= Problem =
Transcribe each entry so that nothing differs from the original.

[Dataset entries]
Content starts

//! # orbit_control
//!
//! Turns per-frame hand-tracking samples into smoothed yaw, pitch and
//! uniform scale of a single object on a table, plus a hands-free
//! reset-to-home.
//!
//! ## Gesture → Action mapping
//!
//! | Gesture | Hands | Action |
//! |---|---|---|
//! | Pinch and drag left/right | One | Yaw the object |
//! | Pinch and drag up/down | One | Pitch the object (clamped) |
//! | Pinch with both, pull apart / together | Two | Scale up / down (clamped) |
//! | Hold the reset pose | Any | Snap back to the start-up pose |
//!
//! Two-hand zoom always beats one-hand rotate.  Every gesture starts with a
//! baseline tick that moves nothing; motion is measured from the tick after.
//!
//! ## Quick start
//!
//! ```rust
//! use glam::Vec3;
//! use orbit_control::{
//!     HandSample, LiveTransform, OrbitConfig, OrbitController, Pose, TickInput,
//!     TrackingFrame,
//! };
//!
//! let mut ctl = OrbitController::new(&OrbitConfig::default(), LiveTransform::default()).unwrap();
//! let camera = Pose::looking_at(Vec3::new(0.0, 0.5, -0.7), Vec3::ZERO, Vec3::Y);
//!
//! for x in [0.0, 0.01, 0.02] {
//!     let hand = HandSample::new(1, 0.95, Vec3::new(x, 0.0, 0.3));
//!     let frame = TrackingFrame::new(None, Some(hand));
//!     ctl.tick(&TickInput { dt: 1.0 / 60.0, camera: Some(camera), tracking: Some(&frame) });
//! }
//! assert!((ctl.targets().yaw_deg - 6.0).abs() < 1e-3);
//!
//! ctl.reset_to_home();
//! assert_eq!(ctl.targets().yaw_deg, 0.0);
//! ```

pub mod error;
pub mod config;
pub mod frame;
pub mod hand;
pub mod mode;
pub mod integrate;
pub mod smoothing;
pub mod home;
pub mod controller;
pub mod hold;
pub mod pivot;

pub use error::{Error, Result};
pub use config::{OrbitConfig, PinchSpace};
pub use frame::{Pose, ReferenceFrame};
pub use hand::{HandId, HandSample, PinchClassifier, TrackingFrame};
pub use mode::{GestureKind, GestureMode, GestureStep, ModeArbiter};
pub use integrate::{RotationIntegrator, Targets, ZoomIntegrator};
pub use smoothing::{LiveTransform, SmoothingFilter};
pub use home::HomePose;
pub use controller::{OrbitController, TickInput};
pub use hold::HoldTimer;
pub use pivot::Aabb;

Content ends

= Response =
//! # orbit_control
//!
//! Turns per-frame hand-tracking samples into smoothed yaw, pitch and
//! uniform scale of a single object on a table, plus a hands-free
//! reset-to-home.
//!
//! ## Gesture → Action mapping
//!
//! | Gesture | Hands | Action |
//! |---|---|---|
//! | Pinch and drag left/right | One | Yaw the object |
//! | Pinch and drag up/down | One | Pitch the object (clamped) |
//! | Pinch with both, pull apart / together | Two | Scale up / down (clamped) |
//! | Hold the reset pose | Any | Snap back to the start-up pose |
//!
//! Two-hand zoom always beats one-hand rotate.  Every gesture starts with a
//! baseline tick that moves nothing; motion is measured from the tick after.
//!
//! ## Quick start
//!
//! ```rust
//! use glam::Vec3;
//! use orbit_control::{
//!     HandSample, LiveTransform, OrbitConfig, OrbitController, Pose, TickInput,
//!     TrackingFrame,
//! };
//!
//! let mut ctl = OrbitController::new(&OrbitConfig::default(), LiveTransform::default()).unwrap();
//! let camera = Pose::looking_at(Vec3::new(0.0, 0.5, -0.7), Vec3::ZERO, Vec3::Y);
//!
//! for x in [0.0, 0.01, 0.02] {
//!     let hand = HandSample::new(1, 0.95, Vec3::new(x, 0.0, 0.3));
//!     let frame = TrackingFrame::new(None, Some(hand));
//!     ctl.tick(&TickInput { dt: 1.0 / 60.0, camera: Some(camera), tracking: Some(&frame) });
//! }
//! assert!((ctl.targets().yaw_deg - 6.0).abs() < 1e-3);
//!
//! ctl.reset_to_home();
//! assert_eq!(ctl.targets().yaw_deg, 0.0);
//! ```

pub mod error;
pub mod config;
pub mod frame;
pub mod hand;
pub mod mode;
pub mod integrate;
pub mod smoothing;
pub mod home;
pub mod controller;
pub mod hold;
pub mod pivot;

pub use error::{Error, Result};
pub use config::{OrbitConfig, PinchSpace};
pub use frame::{Pose, ReferenceFrame};
pub use hand::{HandId, HandSample, PinchClassifier, TrackingFrame};
pub use mode::{GestureKind, GestureMode, GestureStep, ModeArbiter};
pub use integrate::{RotationIntegrator, Targets, ZoomIntegrator};
pub use smoothing::{LiveTransform, SmoothingFilter};
pub use home::HomePose;
pub use controller::{OrbitController, TickInput};
pub use hold::HoldTimer;
pub use pivot::Aabb;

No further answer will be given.